Birdenbire sonbahar geldi Roma'ya...
Saclarima sonbahar renklerinin golgelerini ekletmistim persembe gunu komur karasi tatli cay rengine daha fazla tahammul edemeyip... Yollarda savrulan yapraklarin sari, turuncu, tutun renkleriyle cok uyum icindeyim... Hava o kadar serin ki, evde kalsam, bir battaniyenin altina siginip, elimde sicacik demli, limonlu bir fincan cay, yarim yarim birakilmis kitaplarima gomulsem istiyorum...
"Istemek" cicegi, kralin bahcesinde bile acmaz diyor Italyan'lar...
Dogru soyluyorlar... Kalkiyorum, giyiniyorum, sonbaharin icine atiyorum kendimi...
Bu arada program degisikligimiz gecen haftaymis, kacirmisim sanirim... Onemli degil artik basinizin caresine bakmayi, akillica davranmayi, kendinizi kontrol etmeyi, cizgi disina ciktiginizda yapmaniz gerekenleri ogrendiniz sanirim...
Daha yolu cok uzun olanlari uyarmistim, kilo vermenin yavaslayacagi doneme giriyoruz diye... 2 haftamiz var benim hesaplarima gore... Simdi iki hafta suresince, baslangic diyetimize donecegiz ve vucudumuzu bir sure "denizde sirt ustu yatiyormusuz" duygusuna birakacagiz... Yani yuzmeyecegiz ama batmayacagiz da... Sakince gunesin gozbebeklerimize kapali gozlerimizin arasindan bile sizdigini hissedecegiz ve denizin kipirdanislarinin sesini dinleyecegiz...
Bu arada Gunes, kisa bir mektup yazmis...
Cok guzel ve onemli seyler soyluyor size... Mektup kisacik ama ici kitaplara sigdirilamayan onemli noktalarla dolu.. Cok hosuma gitti ve buraya aldim... Sadece istiyorum ki, "biz sismanlarin" diye baslayan cumleler kurmasin... Bir cogumuzun problemi ayni... zayif olup ta, cok kotu beslenen pek cok birey var... Oyle degil mi?
gunes'in yazdiklari uzerine dikkatle dusunun lutfen... Hepinize iyi haftalar...
----------------------------------------------------------------------------------------------
Merhabalar...
Ben tartılmıyorum artık. ama giydiklerimden, bedenimin görüntüsünden giderek zayıfladığımı izleyebiliyorum. daha uzun bir süre tartılmayacağım. acıkmadığım, programa da tam uyduğum için, henüz çok başlarda sayıldığım halde (4. hafta) haddim olmadan, Mehtap hanımdan da özür dileyerek naçizane deneyimlerimi paylaşmak istiyorum.
Mehtap hanımdan öğrendiğim şey şu: bu iş mantık, akıl ve Mehtap hanım vermese de aslında bir ölçü işi.
Yediklerimizin miktarı önemli; Mehtap hanım ekmek dışında hiç bir şey için net bir ölçü vermiyor gördüğünüz üzere.

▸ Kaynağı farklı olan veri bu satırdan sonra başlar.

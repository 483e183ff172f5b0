#[derive(Clone, Copy, Debug, Default, PartialEq, Eq)]
pub struct Clock {
    now_ns: u64,
}

impl Clock {
    pub const fn new() -> Self {
        Self { now_ns: 0 }
    }

    /// Returns the current monotonic virtual time, in nanoseconds.
    #[inline]
    pub const fn now_ns(&self) -> u64 {
        self.now_ns
    }

    /// Advances the clock by `ns` nanoseconds.
    ///
    /// # Panics
    ///
    /// Panics if advancing would overflow `u64`. (`u64` nanoseconds is ~584 years.)
    #[inline]
    pub fn advance(&mut self, ns: u64) {
        self.now_ns = self
            .now_ns
            .checked_add(ns)
            .expect("virtual clock overflowed u64::MAX");
    }

    /// Moves the clock forward to `deadline_ns`. Deadlines in the past leave the clock untouched;
    /// virtual time never runs backwards.
    #[inline]
    pub fn advance_to(&mut self, deadline_ns: u64) {
        self.now_ns = self.now_ns.max(deadline_ns);
    }
}
use std::rc::Rc;

use crate::{DirectAccessWindow, Transaction};

/// A component that answers bus transactions.
///
/// Addresses seen by a target are local: the router subtracts the base of the range the target
/// was mapped at before forwarding.
///
/// Targets are shared and may be re-entered by another initiator while one access is suspended
/// in the scheduler. Mutable state lives behind interior mutability and is never borrowed across
/// a suspension point.
pub trait BusTarget {
    fn name(&self) -> &str;

    /// Blocking transport. Implementations may suspend through their scheduler and may add to
    /// `delay_ns` for timing the initiator should account for on return.
    fn transport(&self, tx: &mut Transaction<'_>, delay_ns: &mut u64);

    /// Untimed access for inspection and loading. Returns the number of bytes transferred.
    fn debug_transport(&self, tx: &mut Transaction<'_>) -> usize;

    /// Offers a direct-access window covering `tx.address()`, in target-local addresses.
    fn direct_access(&self, _tx: &Transaction<'_>) -> Option<DirectAccessWindow> {
        None
    }
}

pub type TargetRef = Rc<dyn BusTarget>;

Yani kendi "makulunüzü" yaratmalısınız. günlük almanız gereken protein miktarını ve o miktarın ne kadar ette, sütte, yumurtada vs. olduğunun ip uçlarını Mehtap hanım vermişti. onları hakikaten iyi öğrenmek gerekiyor.
Yani Mehtap hanım miktar vermiyor diye günde bir tavuk yemek de, tek bir yumurta yemek de yanlış. Ifratla tefritin arasını bulmak şart: biz şişmanların pek yapamadığı şey bu, en azından benim hatam buydu.
Miktar önemli ama çeşitlilik de önemli, her şeyde; protein de de, yağda da, karbonhidrata da...
Bir de hareket edelim arkadaşlar. hareket edelim, hareket edelim, hareket edelim. Günlük 1 saat yürüyüş iki elim kanda olsa ve dışarda acaip soğuk olsa bile aksatmadığım bir şey. Evimde yürüyüş bandı var ancak dışarda yürümeyi tercih ediyorum.
Bir de akşamları canım bir şeyler istediğinde (ki artık hiç olmuyor böyle bir şey) egzersiz yapıyorum: 1000 veya 2000 step (maksimum 20 dakika sürüyor), 100 ya da 150 mekik çekiyorum. yürüyüş bandı çok pahallı olabilir ama kimi parklarda da görülen step aletini internet üzerinden aldım; 60 liraydı ve bir yönünde step yapıp diğer yanında belinizi çevirme hareketi yapmanızı sağlayan işlevsel bir alet. basit ama gerçekten etkili, belimin inceldiğini görebiliyorum, bel oyuğum ortaya çıktı, üst bedenim küt diye kalçaya bağlanmıyor artık.
Televizyon izlerken egzersizin nasıl bittiğini anlamıyorsunuz bile. bu aletten önce kendimce icat ettiğim üst üste koyduğum iki tahta üzerinde step yapıyordum, yani illa para verip bir alet almak gerekmiyor.
Mehtap hanım dans edin diyor ben yalnızken bile dans etmeyi hiç sevmem, size garip gelebilir bu ama siz dans edebilirsiniz hakikaten de. mehtap hanımdan anladığım bir şey de şu: hayat tarzımızı değiştirmeliyiz. şimdi ben yıllardır ama yıllardır televizyon izlerken, bilgisayarda çalışırken, boş boş otururken hep bir şeyler atıştırmışım. abur cubur olmuş meyve olmuş fark etmez, bir şeyler yemişim. Ağzım, midem ve elim ne zaman otursam yiyecek bir şeyler aramaya alışmış. Ondan kurtulmaya çalışıyorum esasında. özellikle gün bitip oh deyip koltuğa uzandığımda canımın bir şeyler isteyeceğini ve benim de bunu açlıkla karıştıracağımı biliyorum. bu alışkanlığımı kırmak için egzersiz yapıyorum. Vallahi çok değil, 15 dakika, maksimum 20 dakika ve sonra hakikaten canım, elim, midem hiç bir şey istemiyor.
Simdilik 4. haftada kurtulduğum fazlalıklarım şunlar: gıdım, belimin yanındaki yağ topları, mide bölümündeki kilolarımdan hala gidecek çok yağ olsa da herkesin fark edeceği kadar çöktü, alt ve üst bacaklarım inceldi bir de ellerim küçüldü. minicik ama tombalak ellerim vardı benim şimdi öyle zarif görünüyorlar ki vallahi sürekli ellerime bakıyorum. devam ediyorum, devam edeceğim.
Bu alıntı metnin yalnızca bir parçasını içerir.